To the best of our knowledge, this is the first study aimed to assess a technique to improving difficult ventilation in bearded patients. Our study included seventy-four respiratory therapists, more than half of them had more than 5 years experience who we believe can be considered the benchmark for basic airway management or ventilation. The median tidal volume for standard mask ventilation without the gel was 283 mL, whereas that with the gel was 467 mL, (p < 0.01). Our study revealed that applying gel on the edge of the facemask significantly improved both the TV and the number of successful ventilations.

The questionnaire completed by the participants revealed that most RTs did not have any previous knowledge about utilizing gel with bearded patients. Only six participants reported that adding the gel was not comfortable during the ventilation, while the majority of them found it comfortable.

In our present study, the results showed that the use of mask ventilation in this simulated beard model resulted in inadequate ventilation due to excessive air leakage. Without the gel, the median TV received was 284 mL with the ventilator set to provide 550 mL, indicating a greater than 50% leak. This is consistent with other studies that named beards as a cause of excessive leakage [6,7,8, 10]. Moreover, in prolonged ventilation situations, using a face mask may be strenuous and can also be associated with a higher amount of leakage [17].
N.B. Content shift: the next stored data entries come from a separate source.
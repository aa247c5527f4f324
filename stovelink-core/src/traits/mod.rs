//! Hardware abstraction traits
//!
//! These traits define the interface between the bridge logic and
//! sensor drivers.

pub mod ranging;

pub use ranging::RangeSensor;
//! Frame encoding and decoding for the host link.
//!
//! Inbound format (host → controller, 4 bytes):
//! - DEVICE ID: 0 = controller, 1/2 = heater
//! - COMMAND TYPE
//! - VALUE
//! - CHECKSUM: sum of the three bytes before it, modulo 256
//!
//! Outbound format (controller → host, 5 bytes):
//! - DEVICE ID
//! - VALUE TYPE (status update) or ACK CODE (acknowledgement)
//! - VALUE1 (status update) or COMMAND TYPE (acknowledgement)
//! - VALUE2 (status update) or 0x00 (acknowledgement)
//! - CHECKSUM: sum of the four bytes before it, modulo 256

use crate::checksum::checksum;
use crate::messages::{AckCode, DeviceId, ValueType};

/// Length of a host → controller frame
pub const INBOUND_FRAME_LEN: usize = 4;

/// Length of a controller → host frame
pub const OUTBOUND_FRAME_LEN: usize = 5;

/// Errors that can occur during frame decoding
#[derive(Debug, Clone, Copy, PartialEq, Eq)]
#[cfg_attr(feature = "defmt", derive(defmt::Format))]
pub enum FrameError {
    /// Checksum mismatch
    InvalidChecksum,
    /// Device id is not a heater
    UnknownDevice,
    /// Second byte is neither a value type nor an ack code
    UnknownValueType,
    /// Second byte looks like an ack code but is not one
    UnknownAckCode,
}

/// A command frame as received from the host
#[derive(Debug, Clone, Copy, PartialEq, Eq)]
#[cfg_attr(feature = "defmt", derive(defmt::Format))]
pub struct InboundFrame {
    pub device_id: u8,
    pub command_type: u8,
    pub value: u8,
    /// Checksum as sent, not as computed
    pub checksum: u8,
}

impl InboundFrame {
    /// Build a frame with a correct checksum
    pub fn new(device_id: u8, command_type: u8, value: u8) -> Self {
        Self {
            device_id,
            command_type,
            value,
            checksum: checksum(&[device_id, command_type, value]),
        }
    }

    /// Take the four raw bytes as received
    pub fn from_bytes(bytes: [u8; INBOUND_FRAME_LEN]) -> Self {
        Self {
            device_id: bytes[0],
            command_type: bytes[1],
            value: bytes[2],
            checksum: bytes[3],
        }
    }

    /// Raw wire bytes
    pub fn to_bytes(&self) -> [u8; INBOUND_FRAME_LEN] {
        [self.device_id, self.command_type, self.value, self.checksum]
    }

    /// Check the trailing checksum against the first three bytes
    pub fn verify(&self) -> Result<(), FrameError> {
        if checksum(&[self.device_id, self.command_type, self.value]) == self.checksum {
            Ok(())
        } else {
            Err(FrameError::InvalidChecksum)
        }
    }
}

/// Status report for one heater value
#[derive(Debug, Clone, Copy, PartialEq, Eq)]
#[cfg_attr(feature = "defmt", derive(defmt::Format))]
pub struct StatusUpdate {
    pub device: DeviceId,
    pub value_type: ValueType,
    pub value1: u8,
    pub value2: u8,
}

impl StatusUpdate {
    /// Encode to wire format
    pub fn encode(&self) -> [u8; OUTBOUND_FRAME_LEN] {
        seal([
            self.device.to_byte(),
            self.value_type.to_byte(),
            self.value1,
            self.value2,
        ])
    }
}

/// Acknowledgement of a host command
///
/// The device id is echoed verbatim from the inbound frame, so it may be
/// the meta channel or even an invalid id when the frame was rejected.
#[derive(Debug, Clone, Copy, PartialEq, Eq)]
#[cfg_attr(feature = "defmt", derive(defmt::Format))]
pub struct AckNak {
    pub device_id: u8,
    pub code: AckCode,
    pub command_type: u8,
}

impl AckNak {
    /// Encode to wire format
    pub fn encode(&self) -> [u8; OUTBOUND_FRAME_LEN] {
        seal([
            self.device_id,
            self.code.to_byte(),
            self.command_type,
            0x00,
        ])
    }
}

/// Any controller → host frame
#[derive(Debug, Clone, Copy, PartialEq, Eq)]
#[cfg_attr(feature = "defmt", derive(defmt::Format))]
pub enum OutboundFrame {
    Status(StatusUpdate),
    Ack(AckNak),
}

impl OutboundFrame {
    /// Encode to wire format
    pub fn encode(&self) -> [u8; OUTBOUND_FRAME_LEN] {
        match self {
            OutboundFrame::Status(update) => update.encode(),
            OutboundFrame::Ack(ack) => ack.encode(),
        }
    }

    /// Decode a frame received from the controller (host side and tests)
    ///
    /// Ack codes occupy 0xFD..=0xFF, value types 0x00..=0x07; the second
    /// byte alone tells the two apart.
    pub fn decode(bytes: &[u8; OUTBOUND_FRAME_LEN]) -> Result<Self, FrameError> {
        if checksum(&bytes[..4]) != bytes[4] {
            return Err(FrameError::InvalidChecksum);
        }

        if bytes[1] >= 0xF0 {
            let code = AckCode::from_byte(bytes[1]).ok_or(FrameError::UnknownAckCode)?;
            return Ok(OutboundFrame::Ack(AckNak {
                device_id: bytes[0],
                code,
                command_type: bytes[2],
            }));
        }

        let device = DeviceId::from_byte(bytes[0]).ok_or(FrameError::UnknownDevice)?;
        let value_type = ValueType::from_byte(bytes[1]).ok_or(FrameError::UnknownValueType)?;

        Ok(OutboundFrame::Status(StatusUpdate {
            device,
            value_type,
            value1: bytes[2],
            value2: bytes[3],
        }))
    }
}

impl From<StatusUpdate> for OutboundFrame {
    fn from(update: StatusUpdate) -> Self {
        OutboundFrame::Status(update)
    }
}

impl From<AckNak> for OutboundFrame {
    fn from(ack: AckNak) -> Self {
        OutboundFrame::Ack(ack)
    }
}

/// Append the checksum to a four byte body
fn seal(body: [u8; 4]) -> [u8; OUTBOUND_FRAME_LEN] {
    [body[0], body[1], body[2], body[3], checksum(&body)]
}
//! Host command handling
//!
//! Inbound frames are drained between poll steps, never in the middle of
//! one.

pub mod processor;

pub use processor::{CommandLog, CommandOutcome, CommandProcessor, MAX_LOGGED_COMMANDS};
The characteristics of participants showed some impact on the results. Without gel, the females and participants shorter than or equal to 165 cm delivered less effective ventilation. This finding is consistent with previous studies that reported that shorter operators or females may provide lower TV during ventilation [18]. However, after adding the gel, both groups achieved successful ventilation, regardless of their physical characteristics. This could be an indicator that using the gel can minimize the variation in the delivered tidal volume, which may be caused by the operator’s characteristics [14].
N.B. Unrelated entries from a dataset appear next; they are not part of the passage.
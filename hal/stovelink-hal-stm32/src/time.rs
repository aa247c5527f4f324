//! Clock backed by the embassy time driver

use embassy_time::Instant;
use stovelink_hal::Clock;

/// Monotonic clock reading the embassy time driver
#[derive(Debug, Clone, Copy, Default)]
pub struct EmbassyClock;

impl Clock for EmbassyClock {
    fn now_us(&self) -> u64 {
        Instant::now().as_micros()
    }
}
Occasionally, the health care provider might try to overcome leakages by forcefully bagging the patient. If this technique is effective, it may harm the patient by causing barotrauma, or the air can insufflate the stomach. Moreover, this technique might cause fatigue for the provider and decrease the operator’s ability to feel resistance or lung compliance during the ventilation. The efficacy and the simplicity of the gel technique make it easily applicable in all emergency cases, whether inside or outside the hospital. Furthermore, the gel by decreasing the air leak might reduce the spread of contagious infection [19]. However, further investigations are required to confirm the hypothesis. We recommend adding the gel to all difficult mask ventilations of bearded patients. We encourage further investigation on the gel technique with real patients or in fresh cadaver studies. In addition, we recommend enriching the teaching of the basic airway courses and the undergraduate curriculum by adding the techniques that improve the difficult mask ventilation of specific groups of patients, such as bearded, edentulous, and obese patients. We suggest that manufacturer’s incorporate a special facemask material that improves the seal for bearded patients.

In conclusion, in our bearded simulation model, applying the gel significantly improved ventilation without negatively affecting the provider comfort. Moreover, adding the gel could minimize the ventilation variation caused by differences in the operators’ characteristics. Further studies and education are encouraged in the field of basic airway management.